Изменить размер шрифта:

Ближе к двадцатому веку, а следовательно, к грядущей революции, количество казенных портретов неизменно увеличивалось: портреты царя, членов правительства, полководцев, можно было вырезать из иллюстрированного журнала и повесить у себя над кроватью, а можно было взять с собою, допустим, на патриотическую демонстрацию. В конторах фабрик принято стало помещать портреты владельцев и, в особенности, основателей «дела». С другой же стороны, казенные портреты все чаще подвергались осмеянию и профанации[7]. Писатель Лев Кассиль рассказывает в повести Кондуит об двух таких случаях. В первом из них шестилетнему мальчику Оське[8] очень понравилась патриотическая манифестация по случаю взятия Перемышля (1915), на которой несли портрет царя «впереди, как икону» (Кассиль 1959: 108). Вот что произошло после этого:

Оська был великий путаник, подражатель и фантаст <...>. Он видел вторую душу вещей. В те дни он, как теперь говорят, обыгрывал... отломанное сиденье с унитаза. Сначала он сунул в отверстие сиденья самоварную трубу, и получился пулемет «максим» со щитком. Потом сиденье, как хомут, было надето через голову деревянной лошади. Всё это еще было допустимо <...> Но на другой день после манифестации Оська организовал на дворе <...> совершенно кощунственное шествие. Клавдюшка (служанка в доме Кассилей — В. Щ.) несла на половой щетке чьи-то штаны со штрипками. Они изображали хоругвь. А Оська нес пресловутое сиденье. В дыре, как в раме, красовался вырезанный из «Нивы» портрет императора Николая Второго, самодержца всероссийского (Кассиль 1959: 110–111).

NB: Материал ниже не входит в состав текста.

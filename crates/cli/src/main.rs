//! Bookpedia CLI - browse Open Library, keep a cart, check out.
//!
//! # Usage
//!
//! ```bash
//! # Show the genre shelves, then add the third book
//! bookpedia home
//! bookpedia add 3
//!
//! # Search and inspect a result
//! bookpedia search the left hand of darkness
//! bookpedia show /works/OL59800W
//!
//! # Accounts and checkout
//! bookpedia signup -n Ada -e ada@example.com
//! bookpedia login ada@example.com
//! bookpedia checkout
//! ```
//!
//! # Environment Variables
//!
//! - `BOOKPEDIA_PASSWORD` - Password for `signup`/`login` (prompted if unset)
//! - `BOOKPEDIA_LOG_FORMAT` - Set to `json` for JSON logs on stderr
//! - `RUST_LOG` - Log filter (default: `bookpedia_cli=info,bookpedia_storefront=warn`)
//!
//! Storefront settings (`BOOKPEDIA_PROFILE_DIR`, `BOOKPEDIA_CATALOG_URL`, ...)
//! are described in `bookpedia_storefront::config`.

#![cfg_attr(not(test), forbid(unsafe_code))]
#![allow(clippy::print_stdout, clippy::print_stderr)]

use bookpedia_storefront::config::BookpediaConfig;
use bookpedia_storefront::{AppError, AppState};
use clap::{Parser, Subcommand};
use tracing_subscriber::{EnvFilter, layer::SubscriberExt, util::SubscriberInitExt};

mod commands;
mod console;

#[derive(Parser)]
#[command(name = "bookpedia")]
#[command(author, version, about = "Bookpedia storefront in the terminal")]
struct Cli {
    #[command(subcommand)]
    command: Commands,
}

#[derive(Subcommand)]
enum Commands {
    /// Show the Fiction, Non-Fiction and Science Fiction shelves
    Home,
    /// Search the catalog
    Search {
        /// Search terms
        #[arg(required = true)]
        query: Vec<String>,
    },
    /// Show details for a book
    Show {
        /// Work key, e.g. `/works/OL45804W`
        key: String,
    },
    /// Add a book from the last shelf or search to the cart
    Add {
        /// Book number as listed
        number: usize,
    },
    /// Show the cart
    Cart,
    /// Remove a line from the cart
    Remove {
        /// Line number as shown by `cart`
        number: usize,
    },
    /// Empty the cart
    Clear,
    /// Buy everything in the cart
    Checkout {
        /// Skip the confirmation prompt
        #[arg(short, long)]
        yes: bool,
    },
    /// Show purchase history
    History,
    /// Create an account
    Signup {
        /// Display name
        #[arg(short, long)]
        name: String,

        /// Email address
        #[arg(short, long)]
        email: String,

        /// Password (prompted if not given)
        #[arg(long, env = "BOOKPEDIA_PASSWORD", hide_env_values = true)]
        password: Option<String>,
    },
    /// Log in by email or name
    Login {
        /// Email address or display name
        identifier: String,

        /// Password (prompted if not given)
        #[arg(long, env = "BOOKPEDIA_PASSWORD", hide_env_values = true)]
        password: Option<String>,
    },
    /// Log out
    Logout,
    /// Show the logged-in user
    Whoami,
    /// Cycle through the login page quotes
    Quotes {
        /// How many quotes to show
        #[arg(short, long, default_value_t = 5)]
        count: usize,
    },
}

#[tokio::main]
async fn main() {
    init_tracing();

    let cli = Cli::parse();

    if let Err(e) = run(cli).await {
        e.report();
        eprintln!("{}", e.user_message());
        std::process::exit(1);
    }
}

fn init_tracing() {
    // Storefront info logs would interleave with command output
    let env_filter = EnvFilter::try_from_default_env()
        .unwrap_or_else(|_| "bookpedia_cli=info,bookpedia_storefront=warn".into());

    // JSON on request for structured log collection, text otherwise
    let json = std::env::var("BOOKPEDIA_LOG_FORMAT").is_ok_and(|format| format == "json");
    let json_layer = json.then(|| {
        tracing_subscriber::fmt::layer()
            .json()
            .flatten_event(true)
            .with_writer(std::io::stderr)
    });
    let text_layer = (!json).then(|| tracing_subscriber::fmt::layer().with_writer(std::io::stderr));

    tracing_subscriber::registry()
        .with(env_filter)
        .with(json_layer)
        .with(text_layer)
        .init();
}

async fn run(cli: Cli) -> Result<(), AppError> {
    let config = BookpediaConfig::from_env()?;
    let state = AppState::new(config)?;

    match cli.command {
        Commands::Home => commands::catalog::home(&state).await?,
        Commands::Search { query } => commands::catalog::search(&state, &query.join(" ")).await?,
        Commands::Show { key } => commands::catalog::show(&state, &key).await?,
        Commands::Add { number } => commands::cart::add(&state, number)?,
        Commands::Cart => commands::cart::show(&state),
        Commands::Remove { number } => commands::cart::remove(&state, number)?,
        Commands::Clear => commands::cart::clear(&state),
        Commands::Checkout { yes } => commands::cart::checkout(&state, yes),
        Commands::History => commands::cart::history(&state),
        Commands::Signup {
            name,
            email,
            password,
        } => commands::account::signup(&state, &name, &email, password)?,
        Commands::Login {
            identifier,
            password,
        } => commands::account::login(&state, &identifier, password)?,
        Commands::Logout => commands::account::logout(&state)?,
        Commands::Whoami => commands::account::whoami(&state),
        Commands::Quotes { count } => commands::account::quotes(count).await,
    }
    Ok(())
}
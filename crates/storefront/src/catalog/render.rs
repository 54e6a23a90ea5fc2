//! Turning catalog records into shelf listings.

use bookpedia_core::{CatalogRecord, Listing, Price};
use rand::Rng;

/// Cover shown when the catalog has no cover image for a book.
pub const FALLBACK_COVER: &str = "https://via.placeholder.com/220x330?text=No+Cover";

/// Lowest drawn price, in cents (inclusive).
pub const MIN_PRICE_CENTS: u32 = 1299;

/// Upper bound of drawn prices, in cents (exclusive).
pub const MAX_PRICE_CENTS: u32 = 3299;

/// Draw a shelf price, uniform over `[12.99, 32.99)`.
pub fn draw_price<R: Rng + ?Sized>(rng: &mut R) -> Price {
    Price::from_whole_cents(rng.random_range(MIN_PRICE_CENTS..MAX_PRICE_CENTS))
}

/// Resolves covers and prices for catalog records.
#[derive(Debug, Clone)]
pub struct Renderer {
    covers_base: String,
}

impl Renderer {
    /// Create a renderer using the given covers service base URL.
    #[must_use]
    pub fn new(covers_base: &str) -> Self {
        Self {
            covers_base: covers_base.trim_end_matches('/').to_string(),
        }
    }

    /// Large cover image URL for `cover_image_id`, or the fallback cover.
    #[must_use]
    pub fn cover_url(&self, cover_image_id: Option<u64>) -> String {
        cover_image_id.map_or_else(
            || FALLBACK_COVER.to_string(),
            |id| format!("{}/b/id/{id}-L.jpg", self.covers_base),
        )
    }

    /// Render one record. The price is drawn here and fixed on the listing.
    pub fn listing<R: Rng + ?Sized>(&self, record: CatalogRecord, rng: &mut R) -> Listing {
        Listing {
            cover_url: self.cover_url(record.cover_image_id),
            price: draw_price(rng),
            record,
        }
    }

    /// Render records in order.
    pub fn listings<R: Rng + ?Sized>(
        &self,
        records: impl IntoIterator<Item = CatalogRecord>,
        rng: &mut R,
    ) -> Vec<Listing> {
        records
            .into_iter()
            .map(|record| self.listing(record, rng))
            .collect()
    }
}
//! Storefront configuration loaded from environment variables.
//!
//! # Environment Variables
//!
//! All optional:
//! - `BOOKPEDIA_PROFILE_DIR` - Directory holding cart, history and accounts (default: `.bookpedia`)
//! - `BOOKPEDIA_CATALOG_URL` - Open Library base URL (default: `https://openlibrary.org`)
//! - `BOOKPEDIA_COVERS_URL` - Covers service base URL (default: `https://covers.openlibrary.org`)
//! - `BOOKPEDIA_CACHE_TTL_SECS` - How long catalog responses are cached (default: 300)
//! - `BOOKPEDIA_HTTP_TIMEOUT_SECS` - Catalog request timeout (default: 10)

use std::path::PathBuf;
use std::time::Duration;

use thiserror::Error;
use url::Url;

const DEFAULT_PROFILE_DIR: &str = ".bookpedia";
const DEFAULT_CATALOG_URL: &str = "https://openlibrary.org";
const DEFAULT_COVERS_URL: &str = "https://covers.openlibrary.org";
const DEFAULT_CACHE_TTL_SECS: u64 = 300;
const DEFAULT_HTTP_TIMEOUT_SECS: u64 = 10;

/// Configuration errors that can occur during loading.
#[derive(Debug, Error)]
pub enum ConfigError {
    #[error("Invalid environment variable {0}: {1}")]
    InvalidEnvVar(String, String),
}

/// Storefront configuration.
#[derive(Debug, Clone)]
pub struct BookpediaConfig {
    /// Directory for the file-backed storage profile
    pub profile_dir: PathBuf,
    /// Catalog client configuration
    pub catalog: CatalogConfig,
}

/// Catalog (Open Library) client configuration.
#[derive(Debug, Clone)]
pub struct CatalogConfig {
    /// Base URL for subject, search and work lookups
    pub base_url: Url,
    /// Base URL for cover images
    pub covers_url: Url,
    /// Time-to-live for cached catalog responses
    pub cache_ttl: Duration,
    /// Per-request timeout
    pub timeout: Duration,
}

impl BookpediaConfig {
    /// Load configuration from environment variables.
    ///
    /// Calls `dotenvy::dotenv()` to load from `.env` file if present.
    ///
    /// # Errors
    ///
    /// Returns `ConfigError` if a variable is set to an unparsable value.
    pub fn from_env() -> Result<Self, ConfigError> {
        // Load .env file if present (ignore errors if not found)
        let _ = dotenvy::dotenv();

        let profile_dir = PathBuf::from(get_env_or_default(
            "BOOKPEDIA_PROFILE_DIR",
            DEFAULT_PROFILE_DIR,
        ));
        let catalog = CatalogConfig::from_env()?;

        Ok(Self {
            profile_dir,
            catalog,
        })
    }
}

impl CatalogConfig {
    /// Configuration for the given endpoints with default cache and timeout.
    #[must_use]
    pub const fn new(base_url: Url, covers_url: Url) -> Self {
        Self {
            base_url,
            covers_url,
            cache_ttl: Duration::from_secs(DEFAULT_CACHE_TTL_SECS),
            timeout: Duration::from_secs(DEFAULT_HTTP_TIMEOUT_SECS),
        }
    }

    fn from_env() -> Result<Self, ConfigError> {
        Ok(Self {
            base_url: get_url("BOOKPEDIA_CATALOG_URL", DEFAULT_CATALOG_URL)?,
            covers_url: get_url("BOOKPEDIA_COVERS_URL", DEFAULT_COVERS_URL)?,
            cache_ttl: get_secs("BOOKPEDIA_CACHE_TTL_SECS", DEFAULT_CACHE_TTL_SECS)?,
            timeout: get_secs("BOOKPEDIA_HTTP_TIMEOUT_SECS", DEFAULT_HTTP_TIMEOUT_SECS)?,
        })
    }
}

// =============================================================================
// Helper Functions
// =============================================================================

/// Get an environment variable with a default value.
fn get_env_or_default(key: &str, default: &str) -> String {
    std::env::var(key).unwrap_or_else(|_| default.to_string())
}

/// Get an http(s) URL from the environment.
fn get_url(key: &str, default: &str) -> Result<Url, ConfigError> {
    parse_http_url(key, &get_env_or_default(key, default))
}

/// Get a whole number of seconds from the environment.
fn get_secs(key: &str, default: u64) -> Result<Duration, ConfigError> {
    std::env::var(key).map_or(Ok(Duration::from_secs(default)), |value| {
        parse_secs(key, &value)
    })
}

fn parse_http_url(key: &str, value: &str) -> Result<Url, ConfigError> {
    let url = Url::parse(value)
        .map_err(|e| ConfigError::InvalidEnvVar(key.to_string(), e.to_string()))?;
    if !matches!(url.scheme(), "http" | "https") {
        return Err(ConfigError::InvalidEnvVar(
            key.to_string(),
            format!("unsupported scheme '{}'", url.scheme()),
        ));
    }
    Ok(url)
}

fn parse_secs(key: &str, value: &str) -> Result<Duration, ConfigError> {
    value
        .trim()
        .parse::<u64>()
        .map(Duration::from_secs)
        .map_err(|e| ConfigError::InvalidEnvVar(key.to_string(), e.to_string()))
}
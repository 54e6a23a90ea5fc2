//! Open Library catalog client.
//!
//! Supplies the records shown on the genre shelves, search results and the
//! book detail view. Responses are cached in memory via `moka` for the
//! configured TTL (5 minutes by default).
//!
//! Catalog failures are transient: they are reported to the user as the
//! catalog being unavailable and never touch cart state.
//!
//! # Example
//!
//! ```rust,ignore
//! use bookpedia_storefront::catalog::{CatalogClient, Genre, SHELF_LIMIT};
//!
//! let client = CatalogClient::new(&config.catalog)?;
//! let records = client.subject(Genre::Fiction, SHELF_LIMIT).await?;
//! ```

mod render;
pub mod types;

pub use render::{FALLBACK_COVER, MAX_PRICE_CENTS, MIN_PRICE_CENTS, Renderer, draw_price};
pub use types::WorkDetail;

use std::fmt;
use std::str::FromStr;
use std::sync::Arc;

use bookpedia_core::CatalogRecord;
use moka::future::Cache;
use serde::de::DeserializeOwned;
use thiserror::Error;
use tracing::{debug, instrument};

use crate::config::CatalogConfig;
use types::{SearchResponse, SubjectResponse, WorkResponse};

/// Books fetched per genre shelf.
pub const SHELF_LIMIT: usize = 15;

/// Books fetched per search.
pub const SEARCH_LIMIT: usize = 20;

/// Errors that can occur when talking to the catalog.
#[derive(Debug, Error)]
pub enum CatalogError {
    /// HTTP request failed.
    #[error("HTTP error: {0}")]
    Http(#[from] reqwest::Error),

    /// Catalog answered with a non-success status.
    #[error("catalog returned HTTP {status} for {url}")]
    Status { status: u16, url: String },

    /// JSON parsing failed.
    #[error("JSON parse error: {0}")]
    Parse(#[from] serde_json::Error),

    /// Search query was empty after trimming.
    #[error("search query is empty")]
    EmptyQuery,

    /// Work key is not a catalog work identifier.
    #[error("invalid work key: {0:?}")]
    InvalidKey(String),
}

impl CatalogError {
    /// Message safe to show to the user.
    #[must_use]
    pub fn user_message(&self) -> String {
        match self {
            Self::Http(_) | Self::Status { .. } | Self::Parse(_) => {
                "The book catalog is unavailable right now. Please try again later.".to_string()
            }
            Self::EmptyQuery => "Please enter something to search for.".to_string(),
            Self::InvalidKey(key) => format!("No book with key {key:?}."),
        }
    }

    /// Whether the failure came from the remote catalog rather than the input.
    #[must_use]
    pub const fn is_unavailable(&self) -> bool {
        matches!(self, Self::Http(_) | Self::Status { .. } | Self::Parse(_))
    }
}

/// Genre shelves on the home page, in display order.
#[derive(Debug, Clone, Copy, PartialEq, Eq, Hash)]
pub enum Genre {
    Fiction,
    NonFiction,
    ScienceFiction,
}

impl Genre {
    /// All shelves, in the order they are shown.
    pub const ALL: [Self; 3] = [Self::Fiction, Self::NonFiction, Self::ScienceFiction];

    /// Open Library subject slug.
    #[must_use]
    pub const fn slug(self) -> &'static str {
        match self {
            Self::Fiction => "fiction",
            Self::NonFiction => "non_fiction",
            Self::ScienceFiction => "science_fiction",
        }
    }

    /// Shelf heading.
    #[must_use]
    pub const fn title(self) -> &'static str {
        match self {
            Self::Fiction => "Fiction",
            Self::NonFiction => "Non-Fiction",
            Self::ScienceFiction => "Science Fiction",
        }
    }
}

impl fmt::Display for Genre {
    fn fmt(&self, f: &mut fmt::Formatter<'_>) -> fmt::Result {
        f.write_str(self.title())
    }
}

/// Error parsing a [`Genre`] name.
#[derive(Debug, Clone, PartialEq, Eq, Error)]
#[error("unknown genre {0:?} (expected fiction, non_fiction or science_fiction)")]
pub struct UnknownGenre(pub String);

impl FromStr for Genre {
    type Err = UnknownGenre;

    fn from_str(s: &str) -> Result<Self, Self::Err> {
        let normalized = s.trim().to_ascii_lowercase().replace(['-', ' '], "_");
        match normalized.as_str() {
            "fiction" => Ok(Self::Fiction),
            "non_fiction" | "nonfiction" => Ok(Self::NonFiction),
            "science_fiction" | "sciencefiction" | "scifi" | "sci_fi" => Ok(Self::ScienceFiction),
            _ => Err(UnknownGenre(s.to_string())),
        }
    }
}

/// Cached catalog responses.
#[derive(Debug, Clone)]
enum CacheValue {
    Records(Vec<CatalogRecord>),
    Work(Box<WorkDetail>),
}

// =============================================================================
// CatalogClient
// =============================================================================

/// Client for the Open Library HTTP API.
#[derive(Clone)]
pub struct CatalogClient {
    inner: Arc<CatalogClientInner>,
}

struct CatalogClientInner {
    client: reqwest::Client,
    base_url: String,
    cache: Cache<String, CacheValue>,
}

impl fmt::Debug for CatalogClient {
    fn fmt(&self, f: &mut fmt::Formatter<'_>) -> fmt::Result {
        f.debug_struct("CatalogClient")
            .field("base_url", &self.inner.base_url)
            .finish_non_exhaustive()
    }
}

impl CatalogClient {
    /// Create a new catalog client.
    ///
    /// # Errors
    ///
    /// Returns `CatalogError::Http` if the HTTP client cannot be built.
    pub fn new(config: &CatalogConfig) -> Result<Self, CatalogError> {
        let cache = Cache::builder()
            .max_capacity(1000)
            .time_to_live(config.cache_ttl)
            .build();

        let client = reqwest::Client::builder().timeout(config.timeout).build()?;

        Ok(Self {
            inner: Arc::new(CatalogClientInner {
                client,
                base_url: config.base_url.as_str().trim_end_matches('/').to_string(),
                cache,
            }),
        })
    }

    /// Books on a genre shelf.
    ///
    /// # Errors
    ///
    /// Returns `CatalogError` if the request or decoding fails.
    #[instrument(skip(self))]
    pub async fn subject(
        &self,
        genre: Genre,
        limit: usize,
    ) -> Result<Vec<CatalogRecord>, CatalogError> {
        let url = self.subject_url(genre, limit);
        if let Some(CacheValue::Records(records)) = self.inner.cache.get(&url).await {
            debug!("Cache hit for {genre} shelf");
            return Ok(records);
        }

        let response: SubjectResponse = self.get_json(&url).await?;
        let records: Vec<CatalogRecord> = response.works.into_iter().map(Into::into).collect();

        self.inner
            .cache
            .insert(url, CacheValue::Records(records.clone()))
            .await;
        Ok(records)
    }

    /// Search the catalog.
    ///
    /// # Errors
    ///
    /// Returns `CatalogError::EmptyQuery` for a blank query (no request is
    /// made), otherwise `CatalogError` if the request or decoding fails.
    #[instrument(skip(self))]
    pub async fn search(
        &self,
        query: &str,
        limit: usize,
    ) -> Result<Vec<CatalogRecord>, CatalogError> {
        let url = self.search_url(query, limit)?;
        if let Some(CacheValue::Records(records)) = self.inner.cache.get(&url).await {
            debug!("Cache hit for search {query:?}");
            return Ok(records);
        }

        let response: SearchResponse = self.get_json(&url).await?;
        let records: Vec<CatalogRecord> = response.docs.into_iter().map(Into::into).collect();

        self.inner
            .cache
            .insert(url, CacheValue::Records(records.clone()))
            .await;
        Ok(records)
    }

    /// Detail for a single work, by key (`/works/OL45804W` or `OL45804W`).
    ///
    /// # Errors
    ///
    /// Returns `CatalogError::InvalidKey` for a key that is not a work id,
    /// otherwise `CatalogError` if the request or decoding fails.
    #[instrument(skip(self))]
    pub async fn work(&self, key: &str) -> Result<WorkDetail, CatalogError> {
        let url = self.work_url(key)?;
        if let Some(CacheValue::Work(detail)) = self.inner.cache.get(&url).await {
            debug!("Cache hit for work {key}");
            return Ok(*detail);
        }

        let response: WorkResponse = self.get_json(&url).await?;
        let detail = WorkDetail::from(response);

        self.inner
            .cache
            .insert(url, CacheValue::Work(Box::new(detail.clone())))
            .await;
        Ok(detail)
    }

    async fn get_json<T: DeserializeOwned>(&self, url: &str) -> Result<T, CatalogError> {
        let response = self.inner.client.get(url).send().await?;
        let status = response.status();

        if !status.is_success() {
            tracing::error!(status = %status, url, "Catalog returned non-success status");
            return Err(CatalogError::Status {
                status: status.as_u16(),
                url: url.to_string(),
            });
        }

        let body = response.text().await?;
        serde_json::from_str(&body).map_err(|e| {
            tracing::error!(
                error = %e,
                body = %body.chars().take(500).collect::<String>(),
                "Failed to parse catalog response"
            );
            CatalogError::Parse(e)
        })
    }

    pub(crate) fn subject_url(&self, genre: Genre, limit: usize) -> String {
        format!(
            "{}/subjects/{}.json?limit={limit}",
            self.inner.base_url,
            genre.slug()
        )
    }

    pub(crate) fn search_url(&self, query: &str, limit: usize) -> Result<String, CatalogError> {
        let query = query.trim();
        if query.is_empty() {
            return Err(CatalogError::EmptyQuery);
        }
        Ok(format!(
            "{}/search.json?q={}&limit={limit}",
            self.inner.base_url,
            urlencoding::encode(query)
        ))
    }

    pub(crate) fn work_url(&self, key: &str) -> Result<String, CatalogError> {
        let id = key.trim().trim_start_matches("/works/");
        if id.is_empty() || !id.chars().all(|c| c.is_ascii_alphanumeric()) {
            return Err(CatalogError::InvalidKey(key.to_string()));
        }
        Ok(format!("{}/works/{id}.json", self.inner.base_url))
    }
}

#[cfg(test)]
#[allow(clippy::unwrap_used)]
mod tests {
    use url::Url;

    use super::*;

    fn client() -> CatalogClient {
        let config = CatalogConfig::new(
            Url::parse("https://openlibrary.org").unwrap(),
            Url::parse("https://covers.openlibrary.org").unwrap(),
        );
        CatalogClient::new(&config).unwrap()
    }

    #[test]
    fn test_genre_slugs_in_shelf_order() {
        let slugs: Vec<&str> = Genre::ALL.iter().map(|g| g.slug()).collect();
        assert_eq!(slugs, ["fiction", "non_fiction", "science_fiction"]);
    }

    #[test]
    fn test_genre_from_str() {
        assert_eq!("Fiction".parse::<Genre>().unwrap(), Genre::Fiction);
        assert_eq!("non-fiction".parse::<Genre>().unwrap(), Genre::NonFiction);
        assert_eq!("scifi".parse::<Genre>().unwrap(), Genre::ScienceFiction);
        assert!("poetry".parse::<Genre>().is_err());
    }

    #[test]
    fn test_subject_url() {
        assert_eq!(
            client().subject_url(Genre::NonFiction, SHELF_LIMIT),
            "https://openlibrary.org/subjects/non_fiction.json?limit=15"
        );
    }

    #[test]
    fn test_search_url_encodes_query() {
        assert_eq!(
            client().search_url("  dune & co ", SEARCH_LIMIT).unwrap(),
            "https://openlibrary.org/search.json?q=dune%20%26%20co&limit=20"
        );
    }

    #[test]
    fn test_empty_search_rejected() {
        assert!(matches!(
            client().search_url("   ", SEARCH_LIMIT),
            Err(CatalogError::EmptyQuery)
        ));
    }

    #[test]
    fn test_work_url() {
        let client = client();
        assert_eq!(
            client.work_url("/works/OL45804W").unwrap(),
            "https://openlibrary.org/works/OL45804W.json"
        );
        assert_eq!(
            client.work_url("OL45804W").unwrap(),
            "https://openlibrary.org/works/OL45804W.json"
        );
        assert!(matches!(
            client.work_url("../etc/passwd"),
            Err(CatalogError::InvalidKey(_))
        ));
        assert!(client.work_url("local:abc").is_err());
    }

    #[tokio::test]
    async fn test_empty_search_makes_no_request() {
        let result = client().search("", SEARCH_LIMIT).await;
        assert!(matches!(result, Err(CatalogError::EmptyQuery)));
    }

    #[test]
    fn test_user_message_hides_details() {
        let err = CatalogError::Status {
            status: 503,
            url: "https://openlibrary.org/subjects/fiction.json".to_string(),
        };
        assert!(err.is_unavailable());
        assert!(err.user_message().contains("unavailable"));
        assert!(!err.user_message().contains("503"));
    }
}
//! Rotating quotes shown beside the login form.

use std::time::Duration;

/// How long each quote stays on screen.
pub const ROTATION_INTERVAL: Duration = Duration::from_secs(2);

/// The quotes, in display order.
pub const QUOTES: [&str; 20] = [
    "Dream big. Work hard.",
    "Too tired to be lazy.",
    "Push yourself, no one else will.",
    "Small steps every day.",
    "Success loves preparation.",
    "So many books, so little time.",
    "Reading is dreaming with open eyes.",
    "Books: my escape from reality.",
    "A room without books is empty.",
    "Life is short. Smile!",
    "Reading gives us someplace to go when we have to stay.",
    "Books are uniquely portable magic.",
    "Between the pages of a book is a lovely place to be.",
    "I see food, I eat it.",
    "Read. Learn. Grow.",
    "Hustle beats talent.",
    "Nap hard, dream big.",
    "Do it with passion.",
    "Hard work pays off.",
    "Stay focused, stay strong.",
];

/// Cycles through [`QUOTES`], wrapping after the last one.
#[derive(Debug, Clone, Default)]
pub struct QuoteRotator {
    index: usize,
}

impl QuoteRotator {
    /// Start at the first quote.
    #[must_use]
    pub const fn new() -> Self {
        Self { index: 0 }
    }

    /// Start at `index` (taken modulo the number of quotes).
    #[must_use]
    pub const fn starting_at(index: usize) -> Self {
        Self {
            index: index % QUOTES.len(),
        }
    }

    /// The quote currently shown.
    #[must_use]
    #[allow(clippy::indexing_slicing)] // index is kept below QUOTES.len()
    pub const fn current(&self) -> &'static str {
        QUOTES[self.index]
    }

    /// Move to the next quote and return it.
    pub const fn advance(&mut self) -> &'static str {
        self.index = (self.index + 1) % QUOTES.len();
        self.current()
    }
}

impl Iterator for QuoteRotator {
    type Item = &'static str;

    fn next(&mut self) -> Option<Self::Item> {
        Some(self.advance())
    }
}

#[cfg(test)]
mod tests {
    use super::*;

    #[test]
    fn test_starts_at_first_quote() {
        assert_eq!(QuoteRotator::new().current(), "Dream big. Work hard.");
    }

    #[test]
    fn test_wraps_around() {
        let mut rotator = QuoteRotator::starting_at(QUOTES.len() - 1);
        assert_eq!(rotator.current(), "Stay focused, stay strong.");
        assert_eq!(rotator.advance(), "Dream big. Work hard.");
    }

    #[test]
    fn test_iterates_full_cycle() {
        let cycle: Vec<_> = QuoteRotator::new().take(QUOTES.len()).collect();
        assert_eq!(cycle.last().copied(), Some(QUOTES[0]));
        assert_eq!(cycle.first().copied(), Some(QUOTES[1]));
    }

    #[test]
    fn test_starting_at_wraps_index() {
        assert_eq!(QuoteRotator::starting_at(21).current(), QUOTES[1]);
    }
}
//! Collaborators the cart session talks to.
//!
//! The session owns cart state; everything user-facing goes through these
//! traits so the same session drives a terminal, a test harness or any
//! other front end.

use bookpedia_core::{IdentitySnapshot, Price};
use thiserror::Error;

use super::view::CartView;

/// Supplies the currently logged-in user.
pub trait IdentitySource {
    /// The logged-in user, or `None` when logged out.
    fn current_user(&self) -> Option<IdentitySnapshot>;
}

/// Receives a fresh [`CartView`] after every cart change.
pub trait CartObserver {
    fn cart_changed(&self, view: &CartView);
}

/// What the user is asked to confirm at checkout.
#[derive(Debug, Clone, Copy, PartialEq, Eq)]
pub struct CheckoutSummary {
    pub item_count: usize,
    pub total: Price,
}

/// User-facing notifications raised by the session.
#[derive(Debug, Clone, PartialEq, Eq)]
pub enum Notice {
    /// A book was added to the cart.
    Added { title: String },
    /// Checkout went through.
    Purchased { count: usize, total: Price },
    /// A change could not be saved; the in-memory cart still has it.
    StorageWarning { message: String },
}

impl std::fmt::Display for Notice {
    fn fmt(&self, f: &mut std::fmt::Formatter<'_>) -> std::fmt::Result {
        match self {
            Self::Added { title } => write!(f, "Added \"{title}\""),
            Self::Purchased { count, total } => {
                write!(f, "Purchased {count} book(s) for {total}")
            }
            Self::StorageWarning { message } => write!(f, "Warning: {message}"),
        }
    }
}

/// A notification could not be delivered.
#[derive(Debug, Error)]
#[error("notification failed: {0}")]
pub struct NoticeError(pub String);

/// Asks the user questions and shows them notifications.
pub trait Prompter {
    /// Ask the user to confirm a checkout. `false` cancels it.
    fn confirm_checkout(&self, summary: &CheckoutSummary) -> bool;

    /// Show a notification.
    ///
    /// # Errors
    ///
    /// Returns `NoticeError` if the notification could not be shown. The
    /// session logs it and carries on.
    fn notify(&self, notice: &Notice) -> Result<(), NoticeError>;
}

/// Answers every checkout prompt the same way and drops notifications.
#[derive(Debug, Clone, Copy)]
pub struct AutoConfirm(pub bool);

impl Prompter for AutoConfirm {
    fn confirm_checkout(&self, _summary: &CheckoutSummary) -> bool {
        self.0
    }

    fn notify(&self, _notice: &Notice) -> Result<(), NoticeError> {
        Ok(())
    }
}

impl IdentitySource for Option<IdentitySnapshot> {
    fn current_user(&self) -> Option<IdentitySnapshot> {
        self.clone()
    }
}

Правда, дитя не ведает, что творит. Оська подражает манифестации на полном серьезе, не понимая, что высмеивает помазанника Божьего. Зато виновники другого осквернения царского портрета — гимназисты — прекрасно всё понимают. Правда, речь идет уже о феврале 1917 года, когда до саратовской провинции доходит весть об отречении Николая II. На уроке Степка Гавря, по прозвищу Атлантида, поднимает руку:

— Чего тебе, Гавря? — спросил учитель.

— В классе курят, Никита Павлович.

— С каких пор ты это ябедой стал? — удивился Никита Павлович. — Кто смеет курить в классе?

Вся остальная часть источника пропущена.